14-Point Check Up for Mistakes That Will Hurt Your Leadership

By: Dan Reiland

I just completed my annual physical.

Going through the process of a thorough check-up from head to toe is not much fun, but it’s a smart thing to do. My doctor is excellent and very thorough. He starts with my vital signs, does extensive blood work, and then checks for things that might indicate a health issue.

It’s a good idea to do the same thing as a leader. It’s best to focus on the positive things that will strengthen your leadership, but it’s also smart to check your habits against a list of things that could hurt you over the long-haul. 

Leadership isn’t easy, but it’s one of the most rewarding endeavors imaginable. Leadership is more art than science, more fluid than structured, and more messy than clean. Therefore, any help we can get for a quick check-up is helpful.

That’s what I’ve written for you here. I could probably list 25 things, but these 14 are at the top and a good place to start.

  • Which ones are you doing well?
  • Which ones need improvement?
  • How about the leader’s you coach?

You can take them through this as a developmental tool. Let them evaluate themselves, and then you ask questions that lead to offering insights and ideas to help them get better.

14-Point Leadership Check Up:

(These things will hurt your leadership if you do them repeatedly over time).

  1. Thinking Small

Negative thoughts, feeling hand-cuffed or unempowered, and avoiding risk are all forms of small thinking.  There are so many competing agendas, voices that must be heard, and seemingly non-negotiable expectations that when mixed with limited resources and finite energy it’s easy to fall prey to small thinking.

I sometimes catch myself praying big but then leading small, that only happens when I think small. The same can be true for you. Pray big, think big, lead large.

  • In what area or circumstance are you most tempted to think small?

 

2. Jumping to Conclusions

Fast is the new normal, and too fast can get you in trouble. There is always another side to the story. Always. Take time to get the facts. Sometimes just (literally) counting to five before you say something, or press send can keep you out of hot water. In other situations, a few days may be required.

If someone pushes your buttons, don’t over-react. Instead, when you feel your temperature rising, intentionally power down a notch. It’s much easier to respond with wisdom when your foot is not in your mouth. 

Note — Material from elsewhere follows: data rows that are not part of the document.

//! Value and result types for the table store.
//!
//! Defines the structures used to represent table contents and query
//! results coming back from SQLite.

use serde::{Deserialize, Serialize};
use std::fmt;
use std::time::Duration;

/// A single value stored in (or returned from) the table.
#[derive(Debug, Clone, Default, Serialize, Deserialize, PartialEq)]
pub enum Value {
    /// NULL value.
    #[default]
    Null,

    /// Signed integer (SQLite INTEGER).
    Int(i64),

    /// Floating point number (SQLite REAL).
    Float(f64),

    /// Text value.
    Text(String),

    /// Binary data.
    Blob(Vec<u8>),
}

impl Value {
    /// Returns true if this value is NULL.
    pub fn is_null(&self) -> bool {
        matches!(self, Value::Null)
    }

    /// Plain string rendering for table output.
    pub fn to_display_string(&self) -> String {
        match self {
            Value::Null => "NULL".to_string(),
            Value::Int(i) => i.to_string(),
            Value::Float(f) => f.to_string(),
            Value::Text(s) => s.clone(),
            Value::Blob(b) => format!("<{} bytes>", b.len()),
        }
    }

    /// Rendering used inside a sample-row tuple in the LLM prompt.
    ///
    /// Text is single-quoted, everything else is rendered bare, so a row
    /// reads like `(1, 'a')`.
    pub fn to_tuple_literal(&self) -> String {
        match self {
            Value::Null => "NULL".to_string(),
            Value::Int(i) => i.to_string(),
            Value::Float(f) => f.to_string(),
            Value::Text(s) => format!("'{}'", s),
            Value::Blob(b) => format!("<{} bytes>", b.len()),
        }
    }
}

impl fmt::Display for Value {
    fn fmt(&self, f: &mut fmt::Formatter<'_>) -> fmt::Result {
        write!(f, "{}", self.to_display_string())
    }
}

/// A row of values in storage order.
pub type Row = Vec<Value>;

/// Renders a row as a parenthesized tuple, e.g. `(1, 'a')`.
pub fn format_row_tuple(row: &Row) -> String {
    let values = row
        .iter()
        .map(Value::to_tuple_literal)
        .collect::<Vec<_>>()
        .join(", ");
    format!("({})", values)
}

/// An ordered (column name, declared type) pair.
///
/// Used both for schema descriptors from `PRAGMA table_info` and for
/// result-set column metadata.
#[derive(Debug, Clone, Default, PartialEq, Eq, Serialize, Deserialize)]
pub struct ColumnDescriptor {
    /// Column name.
    pub name: String,

    /// Declared (or result) data type.
    pub data_type: String,
}

impl ColumnDescriptor {
    /// Creates a new descriptor with the given name and type.
    pub fn new(name: impl Into<String>, data_type: impl Into<String>) -> Self {
        Self {
            name: name.into(),
            data_type: data_type.into(),
        }
    }
}

/// Schema descriptor plus a bounded row sample, as returned by the inspector.
#[derive(Debug, Clone, Default, PartialEq)]
pub struct TableInfo {
    /// Ordered column descriptors.
    pub columns: Vec<ColumnDescriptor>,

    /// Up to the first 5 rows in storage order.
    pub samples: Vec<Row>,
}

/// The full current contents of the table.
#[derive(Debug, Clone, Default, PartialEq)]
pub struct TableSnapshot {
    /// Ordered column descriptors.
    pub columns: Vec<ColumnDescriptor>,

    /// Every row, in storage order.
    pub rows: Vec<Row>,
}

impl TableSnapshot {
    /// Returns true if the table has no rows.
    pub fn is_empty(&self) -> bool {
        self.rows.is_empty()
    }
}

/// Result set from a read-classified statement.
#[derive(Debug, Clone, Default, PartialEq)]
pub struct QueryResult {
    /// Column metadata for the result set.
    pub columns: Vec<ColumnDescriptor>,

    /// Rows of data.
    pub rows: Vec<Row>,

    /// Number of rows in the result.
    pub row_count: usize,

    /// Time taken to execute the query.
    pub execution_time: Duration,
}

impl QueryResult {
    /// Creates a query result with the given columns and rows.
    pub fn with_data(columns: Vec<ColumnDescriptor>, rows: Vec<Row>) -> Self {
        let row_count = rows.len();
        Self {
            columns,
            rows,
            row_count,
            execution_time: Duration::ZERO,
        }
    }

    /// Sets the execution time.
    pub fn with_execution_time(mut self, duration: Duration) -> Self {
        self.execution_time = duration;
        self
    }

    /// Returns true if the result set is empty.
    pub fn is_empty(&self) -> bool {
        self.rows.is_empty()
    }
}

/// Outcome of executing a candidate statement.
///
/// Execution failures are values, not panics; the executor never lets an
/// error escape past this boundary.
#[derive(Debug, Clone, PartialEq)]
pub enum ExecOutcome {
    /// Read path: fetched rows.
    Rows(QueryResult),

    /// Mutation path: statement committed, no result rows.
    Mutated {
        /// Rows affected as reported by SQLite.
        rows_affected: u64,
    },

    /// Execution failed; the message is user-visible.
    Failed(String),
}

impl ExecOutcome {
    /// Returns true if execution failed.
    pub fn is_failed(&self) -> bool {
        matches!(self, Self::Failed(_))
    }
}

  • Do you consistently take the time to hear the other side of the story?
  • Can you resist speaking or reacting too quickly?
  • Do you find yourself interrupting others when they are talking?

 

3.  Resisting Change

You know that resisting change is a poor use of your time and energy both personally and professionally. If you don’t change, you can’t grow. And if you don’t innovate your ministries to keep up with the changes in culture, your ministry will get stuck.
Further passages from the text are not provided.